== Exercise brief ==
Determine how many lines below contain the string "origin" and give that number without anything else.

[Saved entries]

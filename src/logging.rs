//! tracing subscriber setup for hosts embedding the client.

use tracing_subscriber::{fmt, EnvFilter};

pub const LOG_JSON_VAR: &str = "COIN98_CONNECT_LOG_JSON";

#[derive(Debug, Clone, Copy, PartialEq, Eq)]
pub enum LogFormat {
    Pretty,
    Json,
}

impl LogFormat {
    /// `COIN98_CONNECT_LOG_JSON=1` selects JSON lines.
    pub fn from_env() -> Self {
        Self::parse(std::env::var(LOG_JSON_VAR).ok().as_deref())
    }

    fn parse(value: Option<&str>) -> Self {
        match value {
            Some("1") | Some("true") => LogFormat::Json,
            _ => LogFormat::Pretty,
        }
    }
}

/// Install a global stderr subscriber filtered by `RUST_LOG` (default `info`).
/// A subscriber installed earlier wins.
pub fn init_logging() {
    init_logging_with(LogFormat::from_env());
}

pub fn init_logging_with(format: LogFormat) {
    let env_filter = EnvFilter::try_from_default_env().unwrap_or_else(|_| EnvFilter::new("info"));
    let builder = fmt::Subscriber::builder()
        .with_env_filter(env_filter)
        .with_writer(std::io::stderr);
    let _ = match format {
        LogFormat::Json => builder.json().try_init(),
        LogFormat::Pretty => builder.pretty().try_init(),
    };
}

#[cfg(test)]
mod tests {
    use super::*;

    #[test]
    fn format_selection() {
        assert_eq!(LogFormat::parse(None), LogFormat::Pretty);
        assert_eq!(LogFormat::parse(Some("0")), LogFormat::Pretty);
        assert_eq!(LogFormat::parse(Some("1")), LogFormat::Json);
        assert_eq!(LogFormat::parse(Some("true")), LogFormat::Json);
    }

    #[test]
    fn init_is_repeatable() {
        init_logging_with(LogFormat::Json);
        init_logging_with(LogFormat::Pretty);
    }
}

---

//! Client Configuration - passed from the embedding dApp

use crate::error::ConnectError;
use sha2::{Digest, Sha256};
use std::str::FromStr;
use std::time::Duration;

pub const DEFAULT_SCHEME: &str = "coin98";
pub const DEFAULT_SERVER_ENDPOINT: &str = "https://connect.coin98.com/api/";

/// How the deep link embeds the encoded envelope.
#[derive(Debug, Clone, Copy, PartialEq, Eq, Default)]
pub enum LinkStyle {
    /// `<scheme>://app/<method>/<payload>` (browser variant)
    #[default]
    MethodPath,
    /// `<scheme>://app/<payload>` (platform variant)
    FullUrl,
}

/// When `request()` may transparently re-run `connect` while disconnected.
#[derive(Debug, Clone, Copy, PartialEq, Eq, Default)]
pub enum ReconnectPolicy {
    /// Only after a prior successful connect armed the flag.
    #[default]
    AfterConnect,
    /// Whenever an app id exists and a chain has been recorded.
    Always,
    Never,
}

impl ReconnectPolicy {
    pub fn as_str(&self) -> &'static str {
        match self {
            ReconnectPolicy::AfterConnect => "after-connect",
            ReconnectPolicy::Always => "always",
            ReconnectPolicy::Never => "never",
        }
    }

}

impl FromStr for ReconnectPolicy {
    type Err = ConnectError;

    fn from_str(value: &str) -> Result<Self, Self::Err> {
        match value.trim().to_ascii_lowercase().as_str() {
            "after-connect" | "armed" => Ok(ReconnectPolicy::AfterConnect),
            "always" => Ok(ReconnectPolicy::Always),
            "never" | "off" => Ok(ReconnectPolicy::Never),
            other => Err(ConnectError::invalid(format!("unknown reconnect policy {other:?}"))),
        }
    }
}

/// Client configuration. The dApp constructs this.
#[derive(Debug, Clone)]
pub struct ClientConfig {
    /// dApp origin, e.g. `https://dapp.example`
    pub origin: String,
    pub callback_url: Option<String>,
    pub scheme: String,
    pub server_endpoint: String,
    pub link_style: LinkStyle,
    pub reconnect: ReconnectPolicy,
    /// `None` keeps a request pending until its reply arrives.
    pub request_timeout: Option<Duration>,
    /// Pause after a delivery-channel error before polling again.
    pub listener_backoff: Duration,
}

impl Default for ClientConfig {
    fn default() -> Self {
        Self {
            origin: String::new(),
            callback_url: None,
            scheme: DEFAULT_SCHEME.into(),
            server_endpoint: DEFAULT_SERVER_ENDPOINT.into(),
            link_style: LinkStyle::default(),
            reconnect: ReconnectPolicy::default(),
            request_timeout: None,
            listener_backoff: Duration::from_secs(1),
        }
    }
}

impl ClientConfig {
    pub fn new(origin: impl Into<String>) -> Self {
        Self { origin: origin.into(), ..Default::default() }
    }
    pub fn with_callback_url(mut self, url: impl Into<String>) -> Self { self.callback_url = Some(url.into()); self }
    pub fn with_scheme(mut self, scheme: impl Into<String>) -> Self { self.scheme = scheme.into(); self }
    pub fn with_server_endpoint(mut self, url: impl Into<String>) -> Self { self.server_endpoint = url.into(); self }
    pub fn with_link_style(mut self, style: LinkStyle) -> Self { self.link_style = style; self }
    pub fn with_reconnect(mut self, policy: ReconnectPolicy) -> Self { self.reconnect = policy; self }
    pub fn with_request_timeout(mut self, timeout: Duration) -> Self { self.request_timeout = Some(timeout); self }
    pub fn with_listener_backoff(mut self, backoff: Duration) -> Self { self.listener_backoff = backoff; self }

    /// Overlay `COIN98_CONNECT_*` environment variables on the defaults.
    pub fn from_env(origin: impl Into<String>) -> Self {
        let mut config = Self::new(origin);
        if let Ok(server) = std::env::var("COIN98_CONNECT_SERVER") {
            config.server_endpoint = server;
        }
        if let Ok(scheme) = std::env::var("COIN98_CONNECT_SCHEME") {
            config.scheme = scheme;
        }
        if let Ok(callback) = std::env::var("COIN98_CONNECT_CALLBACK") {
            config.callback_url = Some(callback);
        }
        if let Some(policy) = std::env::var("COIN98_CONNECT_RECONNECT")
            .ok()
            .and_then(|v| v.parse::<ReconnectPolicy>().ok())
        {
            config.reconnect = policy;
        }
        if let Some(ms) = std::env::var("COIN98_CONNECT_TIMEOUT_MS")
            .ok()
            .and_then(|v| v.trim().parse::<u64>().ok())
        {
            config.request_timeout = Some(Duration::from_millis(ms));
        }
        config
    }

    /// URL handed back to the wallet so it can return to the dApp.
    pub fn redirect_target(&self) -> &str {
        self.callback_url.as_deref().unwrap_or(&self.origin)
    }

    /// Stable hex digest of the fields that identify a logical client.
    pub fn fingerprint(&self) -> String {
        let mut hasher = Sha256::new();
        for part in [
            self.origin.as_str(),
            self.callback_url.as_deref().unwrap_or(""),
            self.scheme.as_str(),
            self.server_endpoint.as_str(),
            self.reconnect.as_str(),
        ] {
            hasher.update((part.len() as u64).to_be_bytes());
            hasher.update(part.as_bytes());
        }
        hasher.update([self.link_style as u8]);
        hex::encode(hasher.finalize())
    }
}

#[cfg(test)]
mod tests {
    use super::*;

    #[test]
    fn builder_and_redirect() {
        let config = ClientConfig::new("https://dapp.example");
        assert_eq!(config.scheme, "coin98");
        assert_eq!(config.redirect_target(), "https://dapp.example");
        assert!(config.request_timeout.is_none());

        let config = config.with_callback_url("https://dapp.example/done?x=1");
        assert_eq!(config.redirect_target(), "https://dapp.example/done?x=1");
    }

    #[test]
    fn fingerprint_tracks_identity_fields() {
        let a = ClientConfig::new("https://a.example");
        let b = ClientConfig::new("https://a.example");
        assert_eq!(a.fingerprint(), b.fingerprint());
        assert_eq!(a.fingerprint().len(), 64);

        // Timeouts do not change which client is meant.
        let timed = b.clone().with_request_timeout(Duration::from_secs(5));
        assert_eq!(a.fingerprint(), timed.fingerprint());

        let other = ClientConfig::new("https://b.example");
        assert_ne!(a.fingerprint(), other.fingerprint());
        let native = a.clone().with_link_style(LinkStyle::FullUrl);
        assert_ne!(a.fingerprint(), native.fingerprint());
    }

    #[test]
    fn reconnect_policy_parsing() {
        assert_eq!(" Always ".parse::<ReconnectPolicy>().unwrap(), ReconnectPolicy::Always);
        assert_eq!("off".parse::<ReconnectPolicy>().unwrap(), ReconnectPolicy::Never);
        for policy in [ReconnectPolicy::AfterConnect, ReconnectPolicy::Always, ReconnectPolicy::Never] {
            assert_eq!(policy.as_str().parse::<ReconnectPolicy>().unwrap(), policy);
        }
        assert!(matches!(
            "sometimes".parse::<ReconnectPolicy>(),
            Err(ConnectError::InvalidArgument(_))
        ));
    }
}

== Answer to the exercise ==
9